• **Material for this exercise**:
/// Block management core of the filesystem.
use object_backend::Backend;
use parking_lot::Mutex;
use std::collections::HashSet;
use std::path::PathBuf;
use std::sync::Arc;
use std::time::Duration;

pub mod cache;
pub mod commit;
pub mod db;
pub mod errors;
pub mod fs;
pub mod fsck;
pub mod threads;
pub mod upload;
pub mod utils;

use self::cache::BlockCache;
use self::db::MetaDb;
use self::errors::{FsError, Result};
use self::upload::UploadManager;

/// Filesystem format revision; mounting refuses on mismatch.
pub const CURRENT_FS_REV: u32 = 1;
pub const ROOT_INODE: i64 = 1;

pub const MAX_UPLOAD_THREADS: usize = 10;
pub const MAX_COMPRESS_THREADS: usize = 1;
pub const MAX_REMOVAL_THREADS: usize = 20;
/// Above this many bytes in transit, new uploads are admitted to at most
/// two parallel upload threads.
pub const MIN_TRANSIT_SIZE: u64 = 1024 * 1024;
/// Wall-clock bound for retrying against propagation delays.
pub const RETRY_TIMEOUT: Duration = Duration::from_secs(300);
/// Rotated `s3ql_metadata_bak_<n>` generations kept on the backend.
pub const METADATA_BACKUPS: u32 = 3;
pub const DEFAULT_CACHE_SIZE: u64 = 100 * 1024 * 1024;
/// Inode ids at or above this trigger renumbering during fsck.
pub const MAX_INODE_BEFORE_RENUMBER: i64 = 1 << 31;

pub const METADATA_KEY: &str = "s3ql_metadata";
pub const PASSPHRASE_KEY: &str = "s3ql_passphrase";
pub const DATA_KEY_PREFIX: &str = "s3ql_data_";
pub const SEQNO_KEY_PREFIX: &str = "s3ql_seq_no_";
pub const BAK_KEY_PREFIX: &str = "s3ql_metadata_bak_";

/// Cache and transit entries are addressed by (inode, blockno).
pub type BlockKey = (i64, u64);

/// Everything the global lock protects: metadata database, block cache
/// state, and in-transit accounting. Worker threads lock it only at
/// publish/retract points.
pub struct FsState {
    pub db: MetaDb,
    pub cache: BlockCache,
    pub blocksize: u64,
    pub in_transit: HashSet<BlockKey>,
    pub transit_size: u64,
    pub encountered_errors: bool,
    pub embedded_errors: Vec<String>,
}

impl FsState {
    /// Flag the filesystem as needing fsck. Failure to write the flag is
    /// ignored: we are already on an error path.
    pub fn mark_damaged(&mut self) {
        self.encountered_errors = true;
        if let Err(e) = self.db.execute("UPDATE parameters SET needs_fsck = 1", []) {
            log::error!("could not set needs_fsck flag: {}", e);
        }
    }
}

#[derive(Clone)]
pub struct DedupFs {
    pub state: Arc<Mutex<FsState>>,
    pub backend: Arc<dyn Backend>,
    pub um: Arc<UploadManager>,
    pub cachedir: PathBuf,
}

impl DedupFs {
    /// Assemble a filesystem from already initialized parts. `mount` is
    /// the entry point for real use; tests construct directly.
    pub fn with_parts(
        db: MetaDb,
        backend: Arc<dyn Backend>,
        cachedir: PathBuf,
        blocksize: u64,
        cache_size: u64,
    ) -> Result<Self> {
        std::fs::create_dir_all(&cachedir)?;
        let state = Arc::new(Mutex::new(FsState {
            db,
            cache: BlockCache::new(cache_size),
            blocksize,
            in_transit: HashSet::new(),
            transit_size: 0,
            encountered_errors: false,
            embedded_errors: Vec::new(),
        }));
        let um = UploadManager::new(state.clone(), backend.clone());
        Ok(Self { state, backend, um, cachedir })
    }

    /// Surface the first pending background failure as EIO, like the
    /// foreground would observe an embedded exception.
    pub fn check_embedded(&self) -> Result<()> {
        let mut st = self.state.lock();
        if let Some(msg) = st.embedded_errors.pop() {
            st.encountered_errors = true;
            return Err(FsError::Embedded(msg));
        }
        Ok(())
    }
}

/// Current block binding of a file position, if any. Blockno 0 lives
/// inline on the inode row; all other positions in `inode_blocks`.
pub(crate) fn get_block_id(db: &MetaDb, inode: i64, blockno: u64) -> Result<Option<i64>> {
    if blockno == 0 {
        db.get_val(
            "SELECT block_id FROM inodes WHERE id = ?",
            rusqlite::params![inode],
        )
    } else {
        match db.get_val(
            "SELECT block_id FROM inode_blocks WHERE inode = ? AND blockno = ?",
            rusqlite::params![inode, blockno],
        ) {
            Ok(id) => Ok(Some(id)),
            Err(FsError::NoSuchRow) => Ok(None),
            Err(e) => Err(e),
        }
    }
}

pub(crate) fn bind_block(
    db: &MetaDb,
    inode: i64,
    blockno: u64,
    block_id: i64,
    had_prev: bool,
) -> Result<()> {
    if blockno == 0 {
        db.execute(
            "UPDATE inodes SET block_id = ? WHERE id = ?",
            rusqlite::params![block_id, inode],
        )?;
    } else if had_prev {
        db.execute(
            "UPDATE inode_blocks SET block_id = ? WHERE inode = ? AND blockno = ?",
            rusqlite::params![block_id, inode, blockno],
        )?;
    } else {
        db.execute(
            "INSERT INTO inode_blocks (block_id, inode, blockno) VALUES (?, ?, ?)",
            rusqlite::params![block_id, inode, blockno],
        )?;
    }
    Ok(())
}

pub(crate) fn unbind_block(db: &MetaDb, inode: i64, blockno: u64) -> Result<()> {
    if blockno == 0 {
        db.execute(
            "UPDATE inodes SET block_id = NULL WHERE id = ?",
            rusqlite::params![inode],
        )?;
    } else {
        db.execute(
            "DELETE FROM inode_blocks WHERE inode = ? AND blockno = ?",
            rusqlite::params![inode, blockno],
        )?;
    }
    Ok(())
}

/// Drop one reference from a block. When the block dies, its object loses
/// a reference too; a dead object row is deleted and its id returned so
/// the caller can schedule backend removal.
pub(crate) fn deref_block(db: &MetaDb, block_id: i64) -> Result<Option<i64>> {
    let refcount: i64 = db.get_val(
        "SELECT refcount FROM blocks WHERE id = ?",
        rusqlite::params![block_id],
    )?;
    if refcount > 1 {
        db.execute(
            "UPDATE blocks SET refcount = refcount - 1 WHERE id = ?",
            rusqlite::params![block_id],
        )?;
        return Ok(None);
    }
    let obj_id: i64 = db.get_val(
        "SELECT obj_id FROM blocks WHERE id = ?",
        rusqlite::params![block_id],
    )?;
    db.execute("DELETE FROM blocks WHERE id = ?", rusqlite::params![block_id])?;
    let obj_refcount: i64 = db.get_val(
        "SELECT refcount FROM objects WHERE id = ?",
        rusqlite::params![obj_id],
    )?;
    if obj_refcount > 1 {
        db.execute(
            "UPDATE objects SET refcount = refcount - 1 WHERE id = ?",
            rusqlite::params![obj_id],
        )?;
        Ok(None)
    } else {
        db.execute("DELETE FROM objects WHERE id = ?", rusqlite::params![obj_id])?;
        Ok(Some(obj_id))
    }
}

#[cfg(test)]
mod tests {
    use super::*;
    use crate::dedupfs_lib::db::{create_tables, init_tables};

    fn test_db() -> MetaDb {
        let db = MetaDb::open_in_memory().unwrap();
        create_tables(&db).unwrap();
        init_tables(&db).unwrap();
        db
    }

    #[test]
    fn inline_slot_for_blockno_zero() -> Result<()> {
        let db = test_db();
        db.execute("INSERT INTO objects (id, refcount, size) VALUES (1, 1, 4)", [])?;
        db.execute(
            "INSERT INTO blocks (id, refcount, hash, obj_id) VALUES (1, 1, x'00', 1)",
            [],
        )?;
        assert_eq!(get_block_id(&db, ROOT_INODE, 0)?, None);
        bind_block(&db, ROOT_INODE, 0, 1, false)?;
        assert_eq!(get_block_id(&db, ROOT_INODE, 0)?, Some(1));
        unbind_block(&db, ROOT_INODE, 0)?;
        assert_eq!(get_block_id(&db, ROOT_INODE, 0)?, None);
        Ok(())
    }

    #[test]
    fn deref_block_cascades_to_object() -> Result<()> {
        let db = test_db();
        db.execute("INSERT INTO objects (id, refcount, size) VALUES (7, 1, 4)", [])?;
        db.execute(
            "INSERT INTO blocks (id, refcount, hash, obj_id) VALUES (3, 2, x'01', 7)",
            [],
        )?;
        assert_eq!(deref_block(&db, 3)?, None);
        assert_eq!(deref_block(&db, 3)?, Some(7));
        assert!(!db.has_val("SELECT 1 FROM blocks WHERE id = 3", [])?);
        assert!(!db.has_val("SELECT 1 FROM objects WHERE id = 7", [])?);
        Ok(())
    }
}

• **Aim of the task**: Each line of the listing that contains the word "BlockKey" must be counted. Give only the resulting figure.

• **Task output**: 2